§ Task instructions
Return the data below exactly, but only from the line containing "i, &centroids, labels[i]))" through the line containing "usize, centroids: &DMatrix<f64>)", with both of those lines included.
--------
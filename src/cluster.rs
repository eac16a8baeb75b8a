use nalgebra::DMatrix;
use rand::{Rng, SeedableRng};
use rand_chacha::ChaCha8Rng;
use tracing::debug;

use crate::dataset::Dataset;
use crate::error::{Result, ScoutError};
use crate::standardize::{Imputation, feature_matrix, standardize};

pub const CLUSTER_COLUMN: &str = "cluster";

pub const DEFAULT_SEED: u64 = 42;

/// Assigns one integer label per row of a standardized matrix.
pub trait Estimator: Send + Sync {
    fn name(&self) -> &str;

    fn fit_predict(&self, matrix: &DMatrix<f64>) -> Result<Vec<usize>>;
}

/// Lloyd's k-means with k-means++ seeding and several seeded restarts.
#[derive(Debug, Clone, Copy, PartialEq)]
pub struct KMeans {
    pub k: usize,
    pub seed: u64,
    pub max_iter: usize,
    pub n_init: usize,
}

#[derive(Debug, Clone, PartialEq)]
pub struct KMeansFit {
    /// k × features.
    pub centroids: DMatrix<f64>,
    /// Renumbered in order of first appearance, so row 0 is always in cluster 0.
    pub labels: Vec<usize>,
    /// Within-cluster sum of squared distances.
    pub inertia: f64,
}

impl KMeans {
    pub fn new(k: usize) -> Self {
        Self {
            k,
            seed: DEFAULT_SEED,
            max_iter: 300,
            n_init: 4,
        }
    }

    pub fn with_seed(mut self, seed: u64) -> Self {
        self.seed = seed;
        self
    }

    pub fn fit(&self, matrix: &DMatrix<f64>) -> Result<KMeansFit> {
        let n = matrix.nrows();
        if n == 0 {
            return Err(ScoutError::Value("cannot cluster zero records".to_string()));
        }
        if self.k < 1 || self.k > n {
            return Err(ScoutError::Value(format!(
                "cluster count must be within 1..={n} (got {})",
                self.k
            )));
        }

        let mut best: Option<KMeansFit> = None;
        for run in 0..self.n_init.max(1) {
            let mut rng = ChaCha8Rng::seed_from_u64(self.seed.wrapping_add(run as u64));
            let fit = self.lloyd(matrix, seed_centroids(matrix, self.k, &mut rng));
            // Earliest run wins ties.
            if best.as_ref().is_none_or(|b| fit.inertia < b.inertia) {
                best = Some(fit);
            }
        }
        let best = best.ok_or_else(|| ScoutError::Value("no k-means run completed".to_string()))?;
        Ok(relabel(best))
    }

    fn lloyd(&self, matrix: &DMatrix<f64>, mut centroids: DMatrix<f64>) -> KMeansFit {
        let (n, p) = matrix.shape();
        let mut labels = vec![0usize; n];

        for iter in 0..self.max_iter.max(1) {
            let mut changed = false;
            for (i, label) in labels.iter_mut().enumerate() {
                let (nearest, _) = nearest_centroid(matrix, i, &centroids);
                if nearest != *label {
                    *label = nearest;
                    changed = true;
                }
            }
            if iter > 0 && !changed {
                break;
            }

            let mut sums = DMatrix::<f64>::zeros(self.k, p);
            let mut counts = vec![0usize; self.k];
            for (i, &label) in labels.iter().enumerate() {
                counts[label] += 1;
                for j in 0..p {
                    sums[(label, j)] += matrix[(i, j)];
                }
            }
            // An emptied cluster keeps its previous centroid.
            for (c, &count) in counts.iter().enumerate() {
                if count > 0 {
                    for j in 0..p {
                        centroids[(c, j)] = sums[(c, j)] / count as f64;
                    }
                }
            }
        }

        // Labels must follow the returned centroids when max_iter ran out.
        for (i, label) in labels.iter_mut().enumerate() {
            *label = nearest_centroid(matrix, i, &centroids).0;
        }
        let inertia = (0..n)
            .map(|i| sq_dist(matrix, i, &centroids, labels[i]))
            .sum();
        KMeansFit {
            centroids,
            labels,
            inertia,
        }
    }
}

impl Estimator for KMeans {
    fn name(&self) -> &str {
        "kmeans"
    }

    fn fit_predict(&self, matrix: &DMatrix<f64>) -> Result<Vec<usize>> {
        Ok(self.fit(matrix)?.labels)
    }
}

fn sq_dist(matrix: &DMatrix<f64>, row: usize, centroids: &DMatrix<f64>, c: usize) -> f64 {
    (0..matrix.ncols())
        .map(|j| {
            let d = matrix[(row, j)] - centroids[(c, j)];
            d * d
        })
        .sum()
}

/// Lowest index wins on equal distance.
fn nearest_centroid(matrix: &DMatrix<f64>, row: usize, centroids: &DMatrix<f64>) -> (usize, f64) {
    let mut best = (0, f64::INFINITY);
    for c in 0..centroids.nrows() {
        let d = sq_dist(matrix, row, centroids, c);
        if d < best.1 {
            best = (c, d);
        }
    }
    best
}

/// k-means++: each further centre is drawn with probability proportional to its
/// squared distance from the nearest centre already chosen.
fn seed_centroids(matrix: &DMatrix<f64>, k: usize, rng: &mut ChaCha8Rng) -> DMatrix<f64> {
    let (n, p) = matrix.shape();
    let mut chosen = vec![rng.gen_range(0..n)];
    let mut closest: Vec<f64> = (0..n)
        .map(|i| row_sq_dist(matrix, i, chosen[0]))
        .collect();

    while chosen.len() < k {
        let total: f64 = closest.iter().sum();
        let next = if total > 0.0 {
            let mut target = rng.gen_range(0.0..total);
            let mut pick = n - 1;
            for (i, d) in closest.iter().enumerate() {
                if target < *d {
                    pick = i;
                    break;
                }
                target -= d;
            }
            pick
        } else {
            rng.gen_range(0..n)
        };
        chosen.push(next);
        for (i, d) in closest.iter_mut().enumerate() {
            *d = d.min(row_sq_dist(matrix, i, next));
        }
    }

    DMatrix::from_fn(k, p, |c, j| matrix[(chosen[c], j)])
}

fn row_sq_dist(matrix: &DMatrix<f64>, a: usize, b: usize) -> f64 {
    (0..matrix.ncols())
        .map(|j| {
            let d = matrix[(a, j)] - matrix[(b, j)];
            d * d
        })
        .sum()
}

fn relabel(fit: KMeansFit) -> KMeansFit {
    let k = fit.centroids.nrows();
    let mut order: Vec<usize> = Vec::with_capacity(k);
    for &label in &fit.labels {
        if !order.contains(&label) {
            order.push(label);
        }
    }
    for c in 0..k {
        if !order.contains(&c) {
            order.push(c);
        }
    }
    let mut mapping = vec![0usize; k];
    for (new, &old) in order.iter().enumerate() {
        mapping[old] = new;
    }
    KMeansFit {
        centroids: DMatrix::from_fn(k, fit.centroids.ncols(), |c, j| fit.centroids[(order[c], j)]),
        labels: fit.labels.iter().map(|&l| mapping[l]).collect(),
        inertia: fit.inertia,
    }
}

/// How [`AutoKMeans`] scores each candidate cluster count.
#[derive(Debug, Clone, Copy, PartialEq, Eq, Default)]
pub enum KSelection {
    /// Between-cluster over within-cluster dispersion, each per degree of freedom.
    #[default]
    CalinskiHarabasz,
    /// Curvature of the inertia curve. `relative` divides each strength by its `k`,
    /// penalising larger counts.
    Elbow { relative: bool },
}

/// k-means with the cluster count picked from `k_min..=k_max`.
#[derive(Debug, Clone, Copy, PartialEq)]
pub struct AutoKMeans {
    pub k_min: usize,
    pub k_max: usize,
    pub seed: u64,
    pub selection: KSelection,
}

impl Default for AutoKMeans {
    fn default() -> Self {
        Self {
            k_min: 2,
            k_max: 10,
            seed: DEFAULT_SEED,
            selection: KSelection::CalinskiHarabasz,
        }
    }
}

impl AutoKMeans {
    pub fn elbow(relative: bool) -> Self {
        Self {
            selection: KSelection::Elbow { relative },
            ..Self::default()
        }
    }

    pub fn with_seed(mut self, seed: u64) -> Self {
        self.seed = seed;
        self
    }

    pub fn with_max_k(mut self, k_max: usize) -> Self {
        self.k_max = k_max;
        self
    }

    /// Candidates run up to `n - 1`; a `k_min` above that is a value error. Fewer
    /// than three rows, or rows that are all identical, give a single cluster. Ties
    /// go to the smallest `k`.
    pub fn select_k(&self, matrix: &DMatrix<f64>) -> Result<usize> {
        let n = matrix.nrows();
        if n == 0 {
            return Err(ScoutError::Value("cannot cluster zero records".to_string()));
        }
        if self.k_min > self.k_max {
            return Err(ScoutError::Config(format!(
                "k_min {} exceeds k_max {}",
                self.k_min, self.k_max
            )));
        }
        if n < 3 || all_rows_identical(matrix) {
            return Ok(1);
        }

        let lo = self.k_min.max(2);
        if lo > n - 1 {
            return Err(ScoutError::Value(format!(
                "k_min {} leaves no candidate for {n} records (at most {})",
                self.k_min,
                n - 1
            )));
        }
        let hi = self.k_max.min(n - 1);
        let candidates: Vec<usize> = (lo..=hi).collect();
        let fits = candidates
            .iter()
            .map(|&k| KMeans::new(k).with_seed(self.seed).fit(matrix))
            .collect::<Result<Vec<_>>>()?;

        let k = match self.selection {
            KSelection::CalinskiHarabasz => {
                let total = total_sum_of_squares(matrix);
                let scores: Vec<f64> = candidates
                    .iter()
                    .zip(&fits)
                    .map(|(&k, fit)| calinski_harabasz(total, fit.inertia, n, k))
                    .collect();
                candidates[first_max(&scores)]
            }
            KSelection::Elbow { relative } => {
                let inertia: Vec<f64> = fits.iter().map(|f| f.inertia).collect();
                let mut strength = elbow_strength(&inertia);
                if strength.iter().all(|s| *s <= 0.0) {
                    candidates[0]
                } else {
                    if relative {
                        for (s, &k) in strength.iter_mut().zip(&candidates) {
                            *s /= k as f64;
                        }
                    }
                    candidates[first_max(&strength)]
                }
            }
        };
        debug!(k, lo, hi, selection = ?self.selection, "selected cluster count");
        Ok(k)
    }
}

impl Estimator for AutoKMeans {
    fn name(&self) -> &str {
        match self.selection {
            KSelection::CalinskiHarabasz => "auto",
            KSelection::Elbow { .. } => "elbow",
        }
    }

    fn fit_predict(&self, matrix: &DMatrix<f64>) -> Result<Vec<usize>> {
        match self.select_k(matrix)? {
            1 => Ok(vec![0; matrix.nrows()]),
            k => KMeans::new(k).with_seed(self.seed).fit_predict(matrix),
        }
    }
}

fn all_rows_identical(matrix: &DMatrix<f64>) -> bool {
    (1..matrix.nrows()).all(|i| row_sq_dist(matrix, 0, i) == 0.0)
}

fn total_sum_of_squares(matrix: &DMatrix<f64>) -> f64 {
    let n = matrix.nrows() as f64;
    (0..matrix.ncols())
        .map(|j| {
            let col = matrix.column(j);
            let mean = col.sum() / n;
            col.iter().map(|v| (v - mean) * (v - mean)).sum::<f64>()
        })
        .sum()
}

fn calinski_harabasz(total: f64, within: f64, n: usize, k: usize) -> f64 {
    if k < 2 {
        return 0.0;
    }
    let between = (total - within).max(0.0);
    if within <= 1e-12 {
        return if between > 0.0 { f64::INFINITY } else { 0.0 };
    }
    (between / (k - 1) as f64) / (within / (n - k) as f64)
}

/// Second difference of the inertia curve minus its first difference, aligned so
/// entry `i` scores candidate `i`. The last candidate has no successor and scores 0.
fn elbow_strength(inertia: &[f64]) -> Vec<f64> {
    let m = inertia.len();
    let mut dx = vec![0.0; m];
    for i in 1..m {
        dx[i] = inertia[i - 1] - inertia[i];
    }
    let mut dx2 = vec![0.0; m];
    for i in 2..m {
        dx2[i] = dx[i - 1] - dx[i];
    }
    (0..m)
        .map(|i| if i + 1 < m { dx2[i + 1] - dx[i + 1] } else { 0.0 })
        .collect()
}

fn first_max(values: &[f64]) -> usize {
    let mut best = 0;
    for (i, v) in values.iter().enumerate() {
        if *v > values[best] {
            best = i;
        }
    }
    best
}

/// Resolves `auto`, `elbow` or `kmeans:<k>`. `k_max` caps the automatic sweeps and
/// is ignored by a fixed `kmeans:<k>`.
pub fn builtin_estimator(name: &str, seed: u64, k_max: usize) -> Result<Box<dyn Estimator>> {
    match name.trim() {
        "auto" => Ok(Box::new(AutoKMeans::default().with_seed(seed).with_max_k(k_max))),
        "elbow" => Ok(Box::new(AutoKMeans::elbow(true).with_seed(seed).with_max_k(k_max))),
        other => {
            let k = other
                .strip_prefix("kmeans:")
                .and_then(|k| k.parse::<usize>().ok())
                .ok_or_else(|| ScoutError::Config(format!("unknown estimator '{other}'")))?;
            Ok(Box::new(KMeans::new(k).with_seed(seed)))
        }
    }
}

/// Labels records with the automatic k-means estimator.
pub fn cluster(dataset: &Dataset, columns: &[&str]) -> Result<Dataset> {
    cluster_with(dataset, columns, &AutoKMeans::default())
}

pub fn cluster_with(dataset: &Dataset, columns: &[&str], estimator: &dyn Estimator) -> Result<Dataset> {
    if dataset.is_empty() {
        return Err(ScoutError::Value("cannot cluster an empty dataset".to_string()));
    }
    if columns.is_empty() {
        return Err(ScoutError::Value("clustering needs at least one column".to_string()));
    }
    dataset.require_columns(columns)?;
    let z = standardize(&feature_matrix(dataset, columns, Imputation::Forbid)?);
    let labels = estimator.fit_predict(&z)?;
    if labels.len() != dataset.len() {
        return Err(ScoutError::Config(format!(
            "estimator '{}' returned {} labels for {} records",
            estimator.name(),
            labels.len(),
            dataset.len()
        )));
    }

    let values: Vec<Option<f64>> = labels.iter().map(|&l| Some(l as f64)).collect();
    let mut out = dataset.clone();
    out.set_column(CLUSTER_COLUMN, &values);
    Ok(out)
}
--------
§ Reply
            .map(|i| sq_dist(matrix, i, &centroids, labels[i]))
            .sum();
        KMeansFit {
            centroids,
            labels,
            inertia,
        }
    }
}

impl Estimator for KMeans {
    fn name(&self) -> &str {
        "kmeans"
    }

    fn fit_predict(&self, matrix: &DMatrix<f64>) -> Result<Vec<usize>> {
        Ok(self.fit(matrix)?.labels)
    }
}

fn sq_dist(matrix: &DMatrix<f64>, row: usize, centroids: &DMatrix<f64>, c: usize) -> f64 {
    (0..matrix.ncols())
        .map(|j| {
            let d = matrix[(row, j)] - centroids[(c, j)];
            d * d
        })
        .sum()
}

/// Lowest index wins on equal distance.
fn nearest_centroid(matrix: &DMatrix<f64>, row: usize, centroids: &DMatrix<f64>) -> (usize, f64) {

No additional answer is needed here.